> **Exercise details**
Of all the lines in the entries below, give again exactly those starting at the line containing "if let Some(incr)" and ending at the line containing "write_expr(out, &operand.node, depth", both ends included, and no others.

Content starts

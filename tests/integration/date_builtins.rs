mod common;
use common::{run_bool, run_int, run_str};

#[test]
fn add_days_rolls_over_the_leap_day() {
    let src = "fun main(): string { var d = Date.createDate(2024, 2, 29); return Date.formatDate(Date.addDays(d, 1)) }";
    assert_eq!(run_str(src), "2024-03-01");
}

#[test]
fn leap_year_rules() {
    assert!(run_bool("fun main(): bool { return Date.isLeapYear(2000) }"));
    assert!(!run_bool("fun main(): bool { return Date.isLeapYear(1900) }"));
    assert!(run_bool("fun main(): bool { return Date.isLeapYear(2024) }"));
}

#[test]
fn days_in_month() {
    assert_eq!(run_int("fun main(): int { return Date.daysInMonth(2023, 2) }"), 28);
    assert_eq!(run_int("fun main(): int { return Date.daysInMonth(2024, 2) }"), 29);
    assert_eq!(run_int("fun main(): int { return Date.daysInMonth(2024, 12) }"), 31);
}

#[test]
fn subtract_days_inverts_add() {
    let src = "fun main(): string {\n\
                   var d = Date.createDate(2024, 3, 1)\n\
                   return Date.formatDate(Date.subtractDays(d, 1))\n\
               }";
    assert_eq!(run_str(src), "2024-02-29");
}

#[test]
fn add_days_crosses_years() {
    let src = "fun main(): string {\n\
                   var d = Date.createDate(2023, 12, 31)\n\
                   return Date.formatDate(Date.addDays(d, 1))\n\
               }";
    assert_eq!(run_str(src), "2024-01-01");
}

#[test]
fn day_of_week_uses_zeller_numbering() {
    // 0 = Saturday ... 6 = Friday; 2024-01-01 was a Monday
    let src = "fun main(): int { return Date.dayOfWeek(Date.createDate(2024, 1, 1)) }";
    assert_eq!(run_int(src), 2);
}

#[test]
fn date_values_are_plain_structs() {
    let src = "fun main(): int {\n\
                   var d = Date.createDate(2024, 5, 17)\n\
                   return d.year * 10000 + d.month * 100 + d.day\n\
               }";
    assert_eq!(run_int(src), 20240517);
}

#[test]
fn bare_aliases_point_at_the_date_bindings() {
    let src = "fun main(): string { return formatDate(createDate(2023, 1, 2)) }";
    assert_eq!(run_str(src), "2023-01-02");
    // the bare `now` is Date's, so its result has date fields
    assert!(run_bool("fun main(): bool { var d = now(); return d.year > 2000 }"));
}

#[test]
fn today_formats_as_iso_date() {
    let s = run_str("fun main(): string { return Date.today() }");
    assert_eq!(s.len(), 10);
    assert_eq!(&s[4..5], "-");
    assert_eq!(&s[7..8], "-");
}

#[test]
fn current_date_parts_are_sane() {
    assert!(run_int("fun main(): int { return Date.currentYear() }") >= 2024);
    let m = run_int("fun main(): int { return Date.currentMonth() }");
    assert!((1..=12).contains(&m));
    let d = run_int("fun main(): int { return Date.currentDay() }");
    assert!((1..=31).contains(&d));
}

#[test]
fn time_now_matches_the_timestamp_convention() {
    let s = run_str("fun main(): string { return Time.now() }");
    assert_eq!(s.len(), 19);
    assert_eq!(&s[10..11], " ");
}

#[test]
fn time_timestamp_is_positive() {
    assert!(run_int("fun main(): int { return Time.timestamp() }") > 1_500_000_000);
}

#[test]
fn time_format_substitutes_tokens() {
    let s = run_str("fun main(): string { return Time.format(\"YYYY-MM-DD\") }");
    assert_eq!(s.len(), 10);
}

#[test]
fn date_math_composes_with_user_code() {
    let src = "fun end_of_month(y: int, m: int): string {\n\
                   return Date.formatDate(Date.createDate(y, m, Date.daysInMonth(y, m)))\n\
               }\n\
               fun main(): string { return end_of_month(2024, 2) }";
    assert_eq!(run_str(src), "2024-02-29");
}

Content ends
Content starts

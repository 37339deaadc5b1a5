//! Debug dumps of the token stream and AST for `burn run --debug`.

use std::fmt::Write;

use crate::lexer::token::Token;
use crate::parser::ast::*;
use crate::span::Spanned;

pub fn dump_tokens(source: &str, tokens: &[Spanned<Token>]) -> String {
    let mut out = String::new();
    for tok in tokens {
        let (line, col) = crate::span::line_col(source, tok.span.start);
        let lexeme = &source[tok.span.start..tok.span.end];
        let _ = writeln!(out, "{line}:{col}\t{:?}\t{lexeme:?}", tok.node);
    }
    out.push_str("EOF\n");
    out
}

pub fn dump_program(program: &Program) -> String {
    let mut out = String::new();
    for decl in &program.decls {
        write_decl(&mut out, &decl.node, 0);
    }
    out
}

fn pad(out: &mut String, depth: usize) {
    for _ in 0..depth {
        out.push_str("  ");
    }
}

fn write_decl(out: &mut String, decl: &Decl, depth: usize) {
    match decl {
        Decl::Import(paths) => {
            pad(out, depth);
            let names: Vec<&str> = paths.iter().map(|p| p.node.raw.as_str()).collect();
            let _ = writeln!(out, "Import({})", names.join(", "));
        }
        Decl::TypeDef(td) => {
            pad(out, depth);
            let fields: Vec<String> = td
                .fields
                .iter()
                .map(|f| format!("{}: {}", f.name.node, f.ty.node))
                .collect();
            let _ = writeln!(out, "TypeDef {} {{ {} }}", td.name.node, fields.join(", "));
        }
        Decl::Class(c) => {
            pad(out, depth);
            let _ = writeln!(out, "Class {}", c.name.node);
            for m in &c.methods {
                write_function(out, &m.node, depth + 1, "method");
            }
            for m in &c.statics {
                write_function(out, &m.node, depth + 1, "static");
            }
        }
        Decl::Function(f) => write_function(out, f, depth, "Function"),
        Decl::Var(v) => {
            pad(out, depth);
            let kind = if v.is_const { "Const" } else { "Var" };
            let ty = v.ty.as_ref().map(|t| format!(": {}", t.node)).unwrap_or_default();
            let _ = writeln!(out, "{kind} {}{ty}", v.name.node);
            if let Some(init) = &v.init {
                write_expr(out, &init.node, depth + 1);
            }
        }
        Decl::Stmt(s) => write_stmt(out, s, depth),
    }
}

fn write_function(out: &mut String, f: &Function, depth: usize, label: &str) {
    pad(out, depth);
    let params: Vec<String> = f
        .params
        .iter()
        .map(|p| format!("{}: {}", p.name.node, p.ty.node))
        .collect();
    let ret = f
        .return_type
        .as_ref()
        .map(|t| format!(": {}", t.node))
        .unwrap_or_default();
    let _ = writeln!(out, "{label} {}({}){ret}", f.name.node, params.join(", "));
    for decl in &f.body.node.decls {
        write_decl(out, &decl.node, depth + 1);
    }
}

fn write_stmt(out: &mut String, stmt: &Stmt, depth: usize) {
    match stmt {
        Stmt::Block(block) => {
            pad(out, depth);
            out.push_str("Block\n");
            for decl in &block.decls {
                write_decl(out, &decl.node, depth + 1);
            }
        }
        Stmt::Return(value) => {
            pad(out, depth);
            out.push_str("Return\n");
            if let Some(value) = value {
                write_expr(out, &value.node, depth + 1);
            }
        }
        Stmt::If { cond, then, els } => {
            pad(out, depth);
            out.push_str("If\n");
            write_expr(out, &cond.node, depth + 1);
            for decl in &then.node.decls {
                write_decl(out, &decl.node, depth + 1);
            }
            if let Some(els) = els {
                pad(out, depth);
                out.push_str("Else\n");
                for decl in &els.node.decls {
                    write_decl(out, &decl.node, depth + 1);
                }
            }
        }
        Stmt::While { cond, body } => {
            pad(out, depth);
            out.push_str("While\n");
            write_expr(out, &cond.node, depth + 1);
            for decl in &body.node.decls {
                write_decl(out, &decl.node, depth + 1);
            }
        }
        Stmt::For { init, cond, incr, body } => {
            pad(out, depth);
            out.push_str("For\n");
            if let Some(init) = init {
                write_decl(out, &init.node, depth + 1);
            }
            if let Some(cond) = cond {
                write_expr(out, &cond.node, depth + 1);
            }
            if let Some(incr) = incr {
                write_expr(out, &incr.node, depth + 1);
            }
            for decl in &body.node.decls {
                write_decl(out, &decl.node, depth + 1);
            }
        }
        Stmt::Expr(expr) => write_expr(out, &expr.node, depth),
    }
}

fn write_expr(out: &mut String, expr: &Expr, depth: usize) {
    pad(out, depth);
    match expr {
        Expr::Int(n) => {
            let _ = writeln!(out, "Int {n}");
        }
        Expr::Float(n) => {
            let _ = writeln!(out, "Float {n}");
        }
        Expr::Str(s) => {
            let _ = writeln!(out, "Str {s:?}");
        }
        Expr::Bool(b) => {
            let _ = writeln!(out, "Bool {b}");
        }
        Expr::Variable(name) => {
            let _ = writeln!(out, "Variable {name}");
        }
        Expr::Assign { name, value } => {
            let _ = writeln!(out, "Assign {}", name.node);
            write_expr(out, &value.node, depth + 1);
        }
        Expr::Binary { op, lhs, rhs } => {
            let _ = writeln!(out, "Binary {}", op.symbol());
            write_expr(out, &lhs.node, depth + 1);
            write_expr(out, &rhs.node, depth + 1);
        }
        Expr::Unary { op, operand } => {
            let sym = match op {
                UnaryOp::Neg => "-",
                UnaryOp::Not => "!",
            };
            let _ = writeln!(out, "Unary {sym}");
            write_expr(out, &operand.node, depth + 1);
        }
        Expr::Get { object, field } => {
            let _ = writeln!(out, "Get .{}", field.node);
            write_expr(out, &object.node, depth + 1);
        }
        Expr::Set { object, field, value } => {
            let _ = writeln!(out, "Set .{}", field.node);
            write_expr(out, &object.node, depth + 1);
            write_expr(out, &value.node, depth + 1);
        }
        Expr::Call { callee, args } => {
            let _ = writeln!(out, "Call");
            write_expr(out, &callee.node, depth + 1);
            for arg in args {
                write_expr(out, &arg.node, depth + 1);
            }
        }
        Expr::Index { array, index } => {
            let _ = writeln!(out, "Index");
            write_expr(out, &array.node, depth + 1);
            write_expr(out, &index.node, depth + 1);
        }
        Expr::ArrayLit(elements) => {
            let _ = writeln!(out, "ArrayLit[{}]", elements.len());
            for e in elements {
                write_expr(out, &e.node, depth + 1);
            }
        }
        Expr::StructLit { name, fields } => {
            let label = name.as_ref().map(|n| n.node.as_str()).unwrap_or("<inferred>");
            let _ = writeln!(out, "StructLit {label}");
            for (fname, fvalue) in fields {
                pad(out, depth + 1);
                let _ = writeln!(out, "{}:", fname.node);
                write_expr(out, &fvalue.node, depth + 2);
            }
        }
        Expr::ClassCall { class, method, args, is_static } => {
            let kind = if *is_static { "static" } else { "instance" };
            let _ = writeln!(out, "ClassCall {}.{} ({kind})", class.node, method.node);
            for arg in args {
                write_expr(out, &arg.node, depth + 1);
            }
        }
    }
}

Content ends
Content starts

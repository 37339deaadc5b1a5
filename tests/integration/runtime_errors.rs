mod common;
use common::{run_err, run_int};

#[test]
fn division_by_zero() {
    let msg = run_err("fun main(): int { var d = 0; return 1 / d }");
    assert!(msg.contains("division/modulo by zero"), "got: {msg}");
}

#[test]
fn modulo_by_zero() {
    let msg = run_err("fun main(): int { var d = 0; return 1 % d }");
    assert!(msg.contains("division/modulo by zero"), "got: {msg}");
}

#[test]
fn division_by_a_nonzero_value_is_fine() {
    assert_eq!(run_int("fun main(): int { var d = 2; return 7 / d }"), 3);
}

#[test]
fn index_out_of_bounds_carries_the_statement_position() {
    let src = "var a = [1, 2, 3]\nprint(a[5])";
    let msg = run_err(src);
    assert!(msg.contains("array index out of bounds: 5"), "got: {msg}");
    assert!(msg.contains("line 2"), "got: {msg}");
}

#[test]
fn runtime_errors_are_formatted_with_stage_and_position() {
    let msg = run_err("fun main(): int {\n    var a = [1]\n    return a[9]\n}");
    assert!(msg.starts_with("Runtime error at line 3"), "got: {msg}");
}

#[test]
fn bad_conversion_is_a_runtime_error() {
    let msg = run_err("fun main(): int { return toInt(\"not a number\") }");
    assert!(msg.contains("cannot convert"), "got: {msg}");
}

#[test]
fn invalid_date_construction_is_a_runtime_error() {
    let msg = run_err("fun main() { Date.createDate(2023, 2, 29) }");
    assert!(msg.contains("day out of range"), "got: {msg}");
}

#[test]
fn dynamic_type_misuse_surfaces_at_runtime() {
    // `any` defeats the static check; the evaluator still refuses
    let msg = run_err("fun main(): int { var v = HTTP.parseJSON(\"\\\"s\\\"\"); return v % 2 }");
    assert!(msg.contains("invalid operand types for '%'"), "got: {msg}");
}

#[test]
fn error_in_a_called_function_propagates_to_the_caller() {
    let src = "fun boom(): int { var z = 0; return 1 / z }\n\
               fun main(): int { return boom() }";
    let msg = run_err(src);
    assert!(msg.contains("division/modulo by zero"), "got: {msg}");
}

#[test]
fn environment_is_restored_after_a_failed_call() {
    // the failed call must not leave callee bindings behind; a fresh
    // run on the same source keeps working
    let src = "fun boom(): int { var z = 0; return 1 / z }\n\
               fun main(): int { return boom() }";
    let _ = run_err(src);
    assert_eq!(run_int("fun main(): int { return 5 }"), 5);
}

Content ends

> **Answer section**
            if let Some(incr) = incr {
                write_expr(out, &incr.node, depth + 1);
            }
            for decl in &body.node.decls {
                write_decl(out, &decl.node, depth + 1);
            }
        }
        Stmt::Expr(expr) => write_expr(out, &expr.node, depth),
    }
}

fn write_expr(out: &mut String, expr: &Expr, depth: usize) {
    pad(out, depth);
    match expr {
        Expr::Int(n) => {
            let _ = writeln!(out, "Int {n}");
        }
        Expr::Float(n) => {
            let _ = writeln!(out, "Float {n}");
        }
        Expr::Str(s) => {
            let _ = writeln!(out, "Str {s:?}");
        }
        Expr::Bool(b) => {
            let _ = writeln!(out, "Bool {b}");
        }
        Expr::Variable(name) => {
            let _ = writeln!(out, "Variable {name}");
        }
        Expr::Assign { name, value } => {
            let _ = writeln!(out, "Assign {}", name.node);
            write_expr(out, &value.node, depth + 1);
        }
        Expr::Binary { op, lhs, rhs } => {
            let _ = writeln!(out, "Binary {}", op.symbol());
            write_expr(out, &lhs.node, depth + 1);
            write_expr(out, &rhs.node, depth + 1);
        }
        Expr::Unary { op, operand } => {
            let sym = match op {
                UnaryOp::Neg => "-",
                UnaryOp::Not => "!",
            };
            let _ = writeln!(out, "Unary {sym}");
            write_expr(out, &operand.node, depth + 1);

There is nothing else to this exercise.